A Foil Crisp PacketA shiny crisp packet, after you have eaten all the crisps
A MicrowaveA microwave


Put the crisp packet in the microwave

Turn on the microwave for a maximum of 4 seconds


Turn the microwave off.

When the packet has cooled down, does it feel the same?

If you leave the microwave on for longer than this there will be nothing to heat but parts of the microwave oven.  This means the oven could get very hot and may be damaged.

Be careful picking up the crisp packet afterwards as it may be very hot.


You should see the crisp packet shrivel up and shrink to a fraction of its original size, and while it does, lots of exciting sparks should appear on the surface.

If you feel the shrunken packet it will feel much stiffer and less flexible.


The shiny crisp packets are made with a piece of aluminium foil sandwiched between two plastic films - the aluminium is used to make the packet more oxygen-proof.

Microwaves are a type of electromagnetic wave, just like radio waves or light.  When they hit the aluminium foil, which conducts electricity, they make electric currents flow back and forth in the aluminium foil.

The crisp packet and a microwave

These large electric currents heat up the foil in the same way that the electric current heats up the element in a heater, toaster or a light bulb.

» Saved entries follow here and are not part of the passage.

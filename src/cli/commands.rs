use anyhow::Context;
use clap::{Parser, Subcommand};
use serde::Serialize;
use serde_json::Value;
use std::fs;
use std::io::{self, Write};
use std::path::{Path, PathBuf};
use tracing::info;

use crate::config::{load_config, SiteConfig};
use crate::generator::generate;
use crate::model::Group;
use crate::ordering::order_data;
use crate::source::{load_endpoint_data, read_data_file};

/// Command-line interface for the API docs builder
#[derive(Parser)]
#[command(name = "apidocs-gen")]
#[command(about = "Build ordered API reference data from scanned endpoints", long_about = None)]
pub struct Cli {
    /// Enable debug logging
    #[arg(short, long, global = true, default_value_t = false)]
    pub verbose: bool,

    /// The subcommand to execute
    #[command(subcommand)]
    pub command: Commands,
}

/// Available CLI commands
#[derive(Subcommand)]
pub enum Commands {
    /// Build the ordered group tree and write it as JSON
    Build {
        /// Scanned endpoint data: a directory of YAML/JSON files or one file
        #[arg(short, long)]
        input: PathBuf,

        /// Site configuration file (YAML or TOML)
        #[arg(short, long)]
        config: Option<PathBuf>,

        /// Output file (default: stdout)
        #[arg(short, long)]
        output: Option<PathBuf>,

        /// Pretty-print the JSON
        #[arg(long, default_value_t = false)]
        pretty: bool,
    },
    /// Order an arbitrary data collection using a named `ordered_data` config
    Order {
        /// Data file (mapping or list) or directory of data files
        #[arg(short, long)]
        input: PathBuf,

        /// Key under `ordered_data` in the site configuration
        #[arg(short, long)]
        name: String,

        /// Site configuration file (YAML or TOML)
        #[arg(short, long)]
        config: Option<PathBuf>,
    },
    /// Print a one-line-per-endpoint summary of the built tree
    Inspect {
        /// Scanned endpoint data: a directory of YAML/JSON files or one file
        #[arg(short, long)]
        input: PathBuf,

        /// Site configuration file (YAML or TOML)
        #[arg(short, long)]
        config: Option<PathBuf>,
    },
}

/// Execute the parsed command, writing results to stdout.
///
/// # Errors
///
/// Returns an error if:
/// - The input or configuration cannot be read or parsed
/// - Two inputs give a group or subgroup conflicting descriptions
/// - The output cannot be written
pub fn run_cli(cli: Cli) -> anyhow::Result<()> {
    let stdout = io::stdout();
    let mut out = stdout.lock();
    execute(&cli.command, &mut out)
}

/// Execute `command`, writing anything it prints to `out`.
pub fn execute<W: Write>(command: &Commands, out: &mut W) -> anyhow::Result<()> {
    match command {
        Commands::Build {
            input,
            config,
            output,
            pretty,
        } => {
            let config = site_config(config.as_deref())?;
            let data = load_endpoint_data(input)?;
            let groups = generate(&data, &config)?;
            let json = to_json(&groups, *pretty)?;
            match output {
                Some(path) => {
                    fs::write(path, json + "\n")
                        .with_context(|| format!("Failed to write output: {}", path.display()))?;
                    info!(path = %path.display(), groups = groups.len(), "Wrote API groups");
                }
                None => writeln!(out, "{json}")?,
            }
            Ok(())
        }
        Commands::Order {
            input,
            name,
            config,
        } => {
            let config = site_config(config.as_deref())?;
            let data = load_order_input(input)?;
            let ordered = order_data(&data, &config.ordered_data_config(name));
            writeln!(out, "{}", to_json(&ordered, true)?)?;
            Ok(())
        }
        Commands::Inspect { input, config } => {
            let config = site_config(config.as_deref())?;
            let data = load_endpoint_data(input)?;
            let groups = generate(&data, &config)?;
            write!(out, "{}", summarize(&groups))?;
            Ok(())
        }
    }
}

/// Load the configuration file if one was given, then apply environment
/// overrides.
fn site_config(path: Option<&Path>) -> anyhow::Result<SiteConfig> {
    let mut config = match path {
        Some(path) => load_config(path)?,
        None => SiteConfig::default(),
    };
    config.apply_env_overrides();
    Ok(config)
}

fn load_order_input(path: &Path) -> anyhow::Result<Value> {
    if path.is_dir() {
        Ok(Value::Object(load_endpoint_data(path)?))
    } else {
        read_data_file(path)
    }
}

fn to_json<T: Serialize>(value: &T, pretty: bool) -> anyhow::Result<String> {
    let json = if pretty {
        serde_json::to_string_pretty(value)?
    } else {
        serde_json::to_string(value)?
    };
    Ok(json)
}

/// Human-readable outline of a group tree.
///
/// ```text
/// Sites (sites) - 2 endpoints
///   (ungrouped)
///     GET /api/v1/vector/sites  sites-get-sites
///   WAF
///     GET /api/v1/vector/sites/{site}/waf/blocked-ips  sites-get-sites-site-waf-blocked-ips
/// ```
#[must_use]
pub fn summarize(groups: &[Group]) -> String {
    let mut text = String::new();
    for group in groups {
        text.push_str(&format!(
            "{} ({}) - {} endpoints\n",
            group.name,
            group.slug,
            group.endpoint_count()
        ));
        for subgroup in &group.subgroups {
            let label = if subgroup.name.is_empty() {
                "(ungrouped)"
            } else {
                subgroup.name.as_str()
            };
            text.push_str(&format!("  {label}\n"));
            for endpoint in &subgroup.endpoints {
                text.push_str(&format!(
                    "    {} {}  {}\n",
                    endpoint.method, endpoint.uri_display, endpoint.id
                ));
            }
        }
    }
    text
}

Why does the crisp packet shrink?

The plastic in the crisp packet is made up of long polymer molecules, a bit like minute strings of beads.  The film was made by stretching out a piece of plastic until the molecules were stretched out almost straight.

The film

When you heat up the plastic you give the molecules energy so they start to vibrate, wiggle and writhe.

Heat is applied

On average the molecules will get less straight and more wiggley.  This will make the film thicker and shorter, making the packet shrink and get stiffer. This is exactly the same process as
boiling yoghurt pots.

It shrinks

 Why do you get the sparks?

If you imagine a part of the foil where a large current is flowing.

A current.

Now imagine what happens if the packet is shrinking and the foil gets cracked.  The large current isn't going to want to suddenly stop.  it will pile into the edge of  the crack build up a huge voltage, and find another route to flow.  Often the easiest route is through the air.

A spark

Air is not a good conductor and to pass a current through it involves ripping electrons off their atoms.  This makes it very hot and excites lots of atoms with lots of energy, they then release their energy as light, making a spark. Also because hot air expands and the air has got very hot very quickly it expands explosively making a crackle sound.

This is why you probably noticed that most of the sparks occured while the packet was shrinking - there are lots of cracks being made in the foil while it is changing shape.